这几天来总是在夜里摇摇晃晃的睡,不晕船的都给晃晕了,他着实是没睡成过安稳觉,醒的时候总觉得头昏脑胀,喉咙眼上涌,下一秒就能吐出来。
但昨天晚上他睡的很安稳,很安心。
他恍惚间还梦到自己很小的时候,在母亲的怀里酣睡,那么温暖安心,母亲的臂弯替他遮挡了一切伤痛与苦难。
“妈……”
沈笠在迷蒙中睁开眼时,鼻尖涌上一阵酸意。
他已经没有爸妈了。
距离爸妈过世已经有三年了,沈笠以为自己挺过来了,都看淡了,没想到一夜梦回,还是忍不住要掉眼泪。
一个大男人,做个梦就哭哭啼啼,像什么样!
沈笠坐起来一顿猛揉眼睛,硬是把泪意揉了回去,只不过眼睛又红又痛的,还不如不揉。
他顶着一头鸡窝穿衣梳洗,脑子里想着昨晚发生的事,大概是这一觉睡得太好,他都忘得七七八八了,只记得教授说没什么事情。
沈笠走出门去找教授,发现一群人围在厅里,各个脸上都有点着急的样子,看了一圈,没看到简谈。
“你们这是干嘛呢?老师呢?”
那几个人见他来了,好像找到主心骨似的,连连问他:
“船停了,又没找到简教授,不知道出什么事了。”
“昨天晚上好像是撞了,该不会是遇险了吧?”
“而且船上信号也没有了,我连电话都打不出去!”
连一向稳重的蒋思芊也不免有些慌了,但与其他几人比,她的语气还算是比较平静。
“沈笠,你昨天出去看了吗?发生什么了?老师去哪了你知道吗?”
“没什么大事,好像是动力出了点问题,老师可能是去找船长了。咱们也不用瞎着急,我去找找老师。”沈笠掏出手机看了一眼,发现果然没有信号了。
终于听到有人说了句像样点的话,虽然可能不太靠谱,但蒋思芊还是松了眉头,学生们也没那么慌张了。
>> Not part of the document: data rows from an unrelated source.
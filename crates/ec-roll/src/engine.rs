//! Roll Engine — single-roll state machine
//!
//! Drives one egg along a path, resolves it against the basket row and
//! mutates the board afterwards. Time only moves when the host calls
//! [`RollEngine::resume`]; each timed delay is a suspension point.

use serde::{Deserialize, Serialize};

use ec_stage::{
    EggSprite, GridIndex, HenColor, RollOutcome, RollTrace, Stage, StageEvent, TextStyle,
    WorldPos,
};

use crate::config::RollConfig;
use crate::path::Path;
use crate::pool::{EggHandle, EggPool};
use crate::services::{RollServices, ScoreText};
use crate::state::{DeletedIndexSet, RollState};
use crate::timing::{RollTiming, TimingProfile};
use crate::{RollError, RollResult};

/// Remaining wait below this counts as elapsed
const WAIT_EPSILON: f64 = 1e-9;

/// Outcome of a [`RollEngine::resume`] call
#[derive(Debug, Clone)]
pub enum StepResult {
    /// No roll in progress
    Idle,
    /// Suspended, `remaining` seconds until the next suspension point resumes
    Waiting { remaining: f64 },
    /// The roll reached Idle during this call
    Completed(RollReport),
}

impl StepResult {
    pub fn is_waiting(&self) -> bool {
        matches!(self, Self::Waiting { .. })
    }
}

/// Final record of a completed roll
#[derive(Debug, Clone, Serialize, Deserialize)]
pub struct RollReport {
    pub handle: EggHandle,
    pub color: HenColor,
    pub outcome: RollOutcome,
    pub raw_score: u64,
    /// Final multiplier (0 after a failure)
    pub multiplier: u32,
    /// Points handed to the score accumulator
    pub awarded: u64,
    pub steps: u32,
    pub deleted: Vec<GridIndex>,
    pub spawned: usize,
    /// Simulated seconds from start to Idle
    pub duration_secs: f64,
    pub trace: RollTrace,
}

impl RollReport {
    pub fn is_success(&self) -> bool {
        self.outcome == RollOutcome::Success
    }
}

/// Session statistics
#[derive(Debug, Clone, Default, Serialize, Deserialize)]
pub struct SessionStats {
    pub rolls: u64,
    pub successes: u64,
    pub fails: u64,
    /// Fails on an empty path
    pub silent_fails: u64,
    pub total_awarded: u64,
    pub best_multiplier: u32,
    pub pipes_deleted: u64,
    pub pipes_spawned: u64,
}

impl SessionStats {
    /// Percentage of rolls that reached a basket
    pub fn success_rate(&self) -> f64 {
        if self.rolls > 0 {
            (self.successes as f64 / self.rolls as f64) * 100.0
        } else {
            0.0
        }
    }

    fn record(&mut self, report: &RollReport) {
        self.rolls += 1;
        match report.outcome {
            RollOutcome::Success => self.successes += 1,
            _ => {
                self.fails += 1;
                if report.steps == 0 {
                    self.silent_fails += 1;
                }
            }
        }
        self.total_awarded += report.awarded;
        self.best_multiplier = self.best_multiplier.max(report.trace.peak_multiplier());
        self.pipes_deleted += report.deleted.len() as u64;
        self.pipes_spawned += report.spawned as u64;
    }
}

/// Where the roll resumes next
#[derive(Debug, Clone, Copy, PartialEq)]
enum Phase {
    Traverse(usize),
    Resolve,
    /// Egg landed in a matching basket
    Payout,
    Settle(RollOutcome),
    Cleanup,
    Delete(usize),
    Spawn(usize),
    Finish,
}

/// Everything owned by the roll in flight
#[derive(Debug)]
struct ActiveRoll {
    handle: EggHandle,
    path: Path,
    state: RollState,
    phase: Phase,
    deleted: DeletedIndexSet,
    spawned: usize,
    awarded: u64,
    position: WorldPos,
    trace: RollTrace,
    /// Seconds left before the next phase runs; may go negative on overshoot
    wait: f64,
    /// Simulated seconds since the roll started
    clock: f64,
}

impl ActiveRoll {
    fn suspend(&mut self, secs: f64) {
        self.wait += secs;
        self.clock += secs;
    }

    fn record(&mut self, stage: Stage) {
        self.push(StageEvent::new(stage, self.clock * 1000.0));
    }

    fn record_step(&mut self, stage: Stage) {
        let step = self.state.step_index();
        self.push(StageEvent::new(stage, self.clock * 1000.0).at_step(step));
    }

    fn push(&mut self, event: StageEvent) {
        if let Err(err) = self.trace.try_push(event) {
            log::warn!("Dropped trace event: {}", err);
        }
    }
}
沈笠转头去找简谈,刚走到楼梯口,就看到简谈手插着兜走上来。
“老师!”
简谈朝他点了下头当打招呼。
其他人也看到了他,“老师老师”的叫着跑过来,像一群见到妈妈的鸭崽子。
鸭妈妈简谈:“……”
简谈一个眼神就让学生们安静下来。
“船停的太久,被冻住了,安静等救援。”
简谈解释的很简单,好像什么事在他这里都不叫事儿。
学生们果然放松下来,甚至有人开始抱怨这次活动不能完整进行了。
“那我们能在这附近原地考察吗?”蒋思芊问道。
简谈往自己房间走去,说:“不行,这一片冰壳太薄,贸然下去很危险。”
蒋思芊有点失落,但也没办法,见老师回了自己房间关上门,只好低着头转身走了,她刚往回走了两步,简谈的门就又打开来,简谈一手半开着门,叫住她。
蒋思芊回过头去,就看到简谈另一手递给她一个相机。
“里面拍的是北冰洋里的生物活动,你拿回去和他们分析一下。”
其他学生也围上来看。
蒋思芊一下就从失落里摆脱出来了,打开相机,发现是昨天夜里拍的,画面清晰,还是全程跟踪。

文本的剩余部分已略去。